La diversité culturelle au sein de beaucoup de pays industrialisés se développe. Bon nombre de ces pays tentent de mesurer cette diversité. Les classifications statistiques des minorités ethniques varient énormément d’un pays à l’autre. Certains pays comme l’Australie et la Nouvelle-Zélande ont récemment développé un système sophistiqué de classification des groupes ethniques tandis que les Etats-Unis recensent les individus en fonction de leur origine raciale depuis plusieurs années. Le challenge pour les marketers est de traduire ces statistiques en terme d’opportunités de marché et d’atteindre des individus qui s’identifient à un groupe ethnique particulier et qui ont des comportements de consommation homogènes. Or les études démographiques montrent que dans le futur, la population dominante va tendre à se réduire au profit des groupes minoritaires. Par exemple, en Australie, le groupe dominant Anglophone est sensé représenter 66% de la population en 2030 tandis que les populations asiatiques auront augmenté de 13%. Aux Etats-Unis, les projections montrent que la population blanche atteindra 62% de la population en 2025 contre 72% en 2000, et ce au profit des groupes hispaniques et asiatiques qui auront augmenté respectivement de 18 et 7% . Au regard de ces évolutions, on comprend que les approches marketing standardisées qui ignorent les différences culturelles existant au sein d’une même économie nationale ont peu de chance d’atteindre efficacement les groupes ethniques ayant un fort sens d’identité. Il serait d’autant moins pertinent d’ignorer ces groupes de consommateurs que les indicateurs économiques montrent que ces derniers voient leur pouvoir d’achat et leur influence dans leur pays d’accueil augmenter. C’est par exemple le cas aux Etats-Unis avec la puissance des groupes asiatiques en Californie et particulièrement dans la Silicon Valley, l’influence des groupes afro-américains dans les nouvelles tendances de consommation par l’intermédiaire de leurs acteurs, de leurs hommes d’affaires médiatiques mais aussi de leurs stars du Hip Hop. Enfin, il y a l’apparition de l’espagnol comme première langue parlée dans certains Etats comme la Floride. Notons par exemple l’élection d’un maire hispanique, Antonio Villaraygosa, à Los Angeles en Mai 2005.
[modifier] La place du Marketing ethnique en France
[modifier] Le Marketing ethnique
De nombreuses recherches ont été menées outre atlantique depuis 1932 montrant les différences de comportement de consommation (Cui, 2001) entre les minorités ethniques et la population dite majoritaire. En France, les recherches se font plus rares de par l’existence du principe républicain.
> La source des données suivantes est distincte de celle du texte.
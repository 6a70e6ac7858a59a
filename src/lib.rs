//! # Recipe Manager
//!
//! **An in-memory ingredient catalog for people and language-model agents.**
//!
//! One shared [`IngredientStore`] sits behind three front-ends: a JSON API,
//! server-rendered HTML pages, and a tool-calling interface offered both as
//! plain HTTP and as an MCP server.
//!
//! ## Architecture
//!
//! ```text
//!  ┌──────────┐  ┌──────────┐  ┌───────────────────┐
//!  │ JSON API │  │   HTML   │  │ Tools (HTTP, MCP) │
//!  └────┬─────┘  └────┬─────┘  └─────────┬─────────┘
//!       └─────────────┼──────────────────┘
//!                     ▼
//!          ┌─────────────────────┐
//!          │ Arc<dyn Ingredient- │
//!          │       Store>        │
//!          └─────────────────────┘
//! ```
//!
//! The store (in the `recipe-manager-core` crate) owns validation,
//! normalization and uniqueness; the modules here only translate requests
//! into store calls and store errors into their own wire format.
//!
//! ## Quick Start
//!
//! ```bash
//! recipe-manager serve http --seed     # JSON + HTML + tools + /mcp
//! recipe-manager serve mcp             # MCP over stdio
//! recipe-manager tools                 # list the agent tools
//! ```
//!
//! ## Modules
//!
//! | Module | Purpose |
//! |--------|---------|
//! | [`config`] | TOML configuration parsing and validation |
//! | [`server`] | Axum router assembly, error contract, `/tools/*`, `/health` |
//! | [`api`] | JSON CRUD + search endpoints |
//! | [`web`] | HTML pages and htmx fragments |
//! | [`render`] | HTML templates |
//! | [`traits`] | `Tool` trait, `ToolReply`, `ToolRegistry` |
//! | [`tools`] | Built-in ingredient tools |
//! | [`mcp`] | MCP bridge (stdio and Streamable HTTP) |
//! | [`seed`] | Demo pantry data |

pub mod api;
pub mod config;
pub mod mcp;
pub mod render;
pub mod seed;
pub mod server;
pub mod tools;
pub mod traits;
pub mod web;

pub use recipe_manager_core::{Ingredient, IngredientStore, InMemoryStore, StoreError};
pub use traits::{Tool, ToolContext, ToolRegistry, ToolReply};
//! HTML rendering for the web front-end.
//!
//! Pure functions from store results to markup. The page layout pulls in
//! htmx so the table, search box and form can swap fragments in place;
//! every fragment is also usable on its own.
//!
//! All user-provided text passes through `html-escape` before it reaches
//! the output.

use html_escape::{encode_double_quoted_attribute, encode_text};
use std::fmt::Write as _;

use recipe_manager_core::name::MAX_NAME_LEN;
use recipe_manager_core::Ingredient;

const TABLE_ID: &str = "ingredients-table";
const FORM_SLOT_ID: &str = "ingredient-form";

/// Full HTML document around `body`.
pub fn layout(title: &str, body: &str) -> String {
    format!(
        r#"<!DOCTYPE html>
<html lang="en">
<head>
<meta charset="utf-8">
<meta name="viewport" content="width=device-width, initial-scale=1">
<title>{title} · Recipe Manager</title>
<script src="https://unpkg.com/htmx.org@2.0.4"></script>
</head>
<body>
<header><h1>{title}</h1></header>
<main>
{body}
</main>
</body>
</html>
"#,
        title = encode_text(title),
        body = body,
    )
}

/// Ingredients page: search box, "add" button, form slot and table.
pub fn ingredients_page(items: &[Ingredient], query: &str) -> String {
    let body = format!(
        r##"<section class="toolbar">
<input type="search" name="search" placeholder="Search ingredients..." value="{query}"
       hx-get="/ingredients/search" hx-trigger="input changed delay:300ms, search"
       hx-target="#{table}" hx-swap="outerHTML">
<button hx-get="/ingredients/new" hx-target="#{slot}">Add ingredient</button>
</section>
<div id="{slot}"></div>
{table_html}"##,
        query = encode_double_quoted_attribute(query),
        table = TABLE_ID,
        slot = FORM_SLOT_ID,
        table_html = ingredients_table(items),
    );
    layout("Ingredients", &body)
}

/// The ingredients table fragment.
pub fn ingredients_table(items: &[Ingredient]) -> String {
    let mut out = String::new();
    let _ = writeln!(out, r#"<table id="{}">"#, TABLE_ID);
    out.push_str("<thead><tr><th>ID</th><th>Name</th><th>Updated</th><th></th></tr></thead>\n<tbody>\n");

    if items.is_empty() {
        out.push_str("<tr class=\"empty\"><td colspan=\"4\">No ingredients found</td></tr>\n");
    }

    for item in items {
        let _ = writeln!(
            out,
            r##"<tr id="ingredient-{id}"><td>{id}</td><td>{name}</td><td><time datetime="{ts}">{when}</time></td><td><button hx-get="/ingredients/{id}/edit" hx-target="#{slot}">Edit</button> <button hx-delete="/ingredients/{id}" hx-target="closest tr" hx-swap="outerHTML" hx-confirm="Delete {confirm}?">Delete</button></td></tr>"##,
            id = item.id,
            name = encode_text(&item.name),
            ts = item.updated_at.to_rfc3339(),
            when = item.updated_at.format("%Y-%m-%d %H:%M"),
            slot = FORM_SLOT_ID,
            confirm = encode_double_quoted_attribute(&item.name),
        );
    }

    out.push_str("</tbody>\n</table>\n");
    out
}

/// Create form, or edit form when `existing` is given.
pub fn ingredient_form(existing: Option<&Ingredient>) -> String {
    let (heading, verb_attr, value, submit) = match existing {
        Some(item) => (
            "Edit Ingredient",
            format!(r#"hx-put="/ingredients/{}""#, item.id),
            item.name.as_str(),
            "Save",
        ),
        None => (
            "Add Ingredient",
            r#"hx-post="/ingredients""#.to_string(),
            "",
            "Add",
        ),
    };

    format!(
        r##"<form {verb_attr} hx-target="#{table}" hx-swap="outerHTML">
<h2>{heading}</h2>
<label>Name <input type="text" name="name" value="{value}" required maxlength="{max}"></label>
<button type="submit">{submit}</button>
</form>
"##,
        verb_attr = verb_attr,
        table = TABLE_ID,
        heading = heading,
        value = encode_double_quoted_attribute(value),
        max = MAX_NAME_LEN,
        submit = submit,
    )
}
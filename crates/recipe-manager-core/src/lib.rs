//! # Recipe Manager Core
//!
//! The ingredient store shared by every Recipe Manager front-end: the
//! data model, name normalization and validation rules, the error
//! taxonomy, and the concurrency-safe in-memory table.
//!
//! This crate contains no tokio, axum, or other runtime dependencies.
//! Adapters (JSON API, HTML pages, tool calling) live in the
//! `recipe-manager` crate and only ever talk to [`store::IngredientStore`].

pub mod error;
pub mod models;
pub mod name;
pub mod store;

pub use error::{ErrorKind, Result, StoreError};
pub use models::{Ingredient, Nutrition};
pub use store::memory::InMemoryStore;
pub use store::IngredientStore;
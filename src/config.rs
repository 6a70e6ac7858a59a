//! TOML configuration.
//!
//! Every field has a default, so an empty file (or no file at all) yields a
//! working local setup. See [`load_config`] for validation rules.
//!
//! ```toml
//! [server]
//! bind = "127.0.0.1:8080"
//! mcp_http = true
//!
//! [store]
//! seed = false
//! ```

use anyhow::{Context, Result};
use serde::Deserialize;
use std::net::SocketAddr;
use std::path::Path;

#[derive(Debug, Deserialize, Clone, Default)]
pub struct Config {
    #[serde(default)]
    pub server: ServerConfig,
    #[serde(default)]
    pub store: StoreConfig,
}

#[derive(Debug, Deserialize, Clone)]
pub struct ServerConfig {
    /// Address the HTTP server binds to.
    #[serde(default = "default_bind")]
    pub bind: String,
    /// Mount the MCP streamable HTTP endpoint at `/mcp`.
    #[serde(default = "default_mcp_http")]
    pub mcp_http: bool,
}

impl Default for ServerConfig {
    fn default() -> Self {
        Self {
            bind: default_bind(),
            mcp_http: default_mcp_http(),
        }
    }
}

fn default_bind() -> String {
    "127.0.0.1:8080".to_string()
}
fn default_mcp_http() -> bool {
    true
}

#[derive(Debug, Deserialize, Clone, Default)]
pub struct StoreConfig {
    /// Populate the store with the pantry staples at startup.
    #[serde(default)]
    pub seed: bool,
}

impl Config {
    /// Validate values that serde alone cannot check.
    pub fn validate(&self) -> Result<()> {
        if self.server.bind.parse::<SocketAddr>().is_err() {
            anyhow::bail!(
                "server.bind must be a socket address like 127.0.0.1:8080, got '{}'",
                self.server.bind
            );
        }
        Ok(())
    }
}

pub fn load_config(path: &Path) -> Result<Config> {
    let content = std::fs::read_to_string(path)
        .with_context(|| format!("Failed to read config file: {}", path.display()))?;

    let config = parse_config(&content)?;
    Ok(config)
}

/// Parse and validate configuration from a TOML string.
pub fn parse_config(content: &str) -> Result<Config> {
    let config: Config = toml::from_str(content).with_context(|| "Failed to parse config file")?;
    config.validate()?;
    Ok(config)
}

#[cfg(test)]
mod tests {
    use super::*;

    #[test]
    fn test_empty_config_uses_defaults() {
        let cfg = parse_config("").unwrap();
        assert_eq!(cfg.server.bind, "127.0.0.1:8080");
        assert!(cfg.server.mcp_http);
        assert!(!cfg.store.seed);
    }

    #[test]
    fn test_full_config() {
        let cfg = parse_config(
            r#"
[server]
bind = "0.0.0.0:9000"
mcp_http = false

[store]
seed = true
"#,
        )
        .unwrap();
        assert_eq!(cfg.server.bind, "0.0.0.0:9000");
        assert!(!cfg.server.mcp_http);
        assert!(cfg.store.seed);
    }

    #[test]
    fn test_invalid_bind_rejected() {
        let err = parse_config("[server]\nbind = \"localhost\"\n").unwrap_err();
        assert!(err.to_string().contains("server.bind"));
    }

    #[test]
    fn test_unknown_types_rejected() {
        assert!(parse_config("[store]\nseed = \"yes\"\n").is_err());
    }
}
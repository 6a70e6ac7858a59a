//! Ingredient name normalization and validation.
//!
//! Normalization strips surrounding whitespace, collapses interior runs of
//! whitespace to a single space, and lower-cases the result. Validation is
//! applied to the normalized form, first failure wins:
//!
//! 1. empty → [`StoreError::NameEmpty`]
//! 2. fewer than [`MIN_NAME_LEN`] characters → [`StoreError::NameTooShort`]
//! 3. more than [`MAX_NAME_LEN`] characters → [`StoreError::NameTooLong`]
//! 4. any character outside ASCII letters/digits, space, `'`, `-` and the
//!    Latin-1 range `À..=ÿ` → [`StoreError::NameInvalidChars`]
//!
//! Lengths count characters, not bytes, so `"pimentón"` is 8 long.

use crate::error::{Result, StoreError};

pub const MIN_NAME_LEN: usize = 3;
pub const MAX_NAME_LEN: usize = 48;

/// Normalize a raw name. Idempotent.
pub fn normalize(raw: &str) -> String {
    raw.split_whitespace()
        .collect::<Vec<_>>()
        .join(" ")
        .to_lowercase()
}

/// Normalize a search query: trim and lower-case only.
pub fn normalize_query(raw: &str) -> String {
    raw.trim().to_lowercase()
}

/// Normalize `raw` and check it against the name rules.
///
/// Returns the normalized name on success.
pub fn validate(raw: &str) -> Result<String> {
    let name = normalize(raw);

    if name.is_empty() {
        return Err(StoreError::NameEmpty);
    }

    let len = name.chars().count();
    if len < MIN_NAME_LEN {
        return Err(StoreError::NameTooShort);
    }
    if len > MAX_NAME_LEN {
        return Err(StoreError::NameTooLong);
    }

    if !name.chars().all(is_allowed_char) {
        return Err(StoreError::NameInvalidChars);
    }

    Ok(name)
}

fn is_allowed_char(c: char) -> bool {
    c.is_ascii_alphanumeric() || matches!(c, ' ' | '\'' | '-' | 'À'..='ÿ')
}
Le pluriethnisme est encore peu visible dans les publicités. En 1994 seules six publicités françaises mettaient des afro-français à l’honneur. Erik Vervroegen, directeur de création de TBWA déclare en 2004 : « il y a encore aujourd’hui des marques qui refusent la présence de noirs dans leur publicité ». Pourtant, en 2003, on compte 59 publicités françaises mettant des noirs à l’honneur (Stratégie 28 octobre 2004). Allant dans ce sens, Marionnaud fait appel à Sonia Rolland pour répondre aux attentes des individus couleur «chocolat, caramel, miel » ou encore SFR et RTL mettent en avant des noirs dans leurs publicités.
Se pose ainsi la problématique suivante : les origines ethniques déterminent ou interviennent-elles dans l’acte d’achat et dans le choix des marques ?
En effet, certains annonceurs mais aussi certains publicitaires refusent une approche segmentée de la population selon l’appartenance ethnique. Pour certains, le marketing ethnique porte en lui les germes du communautarisme. Robert Rochefort, directeur du Credoc, confirme « que les industriels hésitent car la segmentation par l’ethnie ressemble à une ségrégation et peut être interprétée comme l’exclusion de la majorité ». Pourtant, Juergen Schwoerer, Directeur de Sociovision affirme « le propre du marketing est la recherche de critères de différenciation et la segmentation ». En ce sens, il parait légitime de segmenter la population s’il existe un nouveau critère de différenciation pertinent et évident.
Notons par exemple l’importance du marché de l’ethnocosmétique, destinés aux peaux noires et métissées et aux cheveux crépus, frisés et défrisés. Soft Sheen-Carson, la filiale « ethnique » de L’Oréal estime que sa cliente potentielle dépense trois fois plus, hors coiffure, que la cliente caucasienne (blanche). On estime par ailleurs qu’une femme « noire » utilise neuf fois plus de produits capillaires, sept fois plus de maquillage et cinq fois plus de produits de soin qu’une femme blanche dans les mêmes conditions (selon les études menées par ak-a, institut d'étude spécialisé sur la population afro-française). On comprend donc toute l’ampleur des opportunités marketing s’offrant aux entreprises.
[modifier] Face au principe républicain français
La France, de par son histoire, est un des pays européens où l’on dénombre le plus d’individus appartenant à une minorité ethnique en proportion de sa population totale. C’est par exemple le pays où l’on trouve la population musulmane la plus large en Europe. Les vagues d’immigrants qui se sont succédées depuis le début du vingtième siècle ont été intégrées par un système ne ressemblant pas au Melting-Pot. Ce système refuse en effet de reconnaître de distinction ethnique, raciale ou religieuse, quelle qu’elle soit, du fait de ses valeurs républicaines qui confèrent l’égalité à tous ses citoyens.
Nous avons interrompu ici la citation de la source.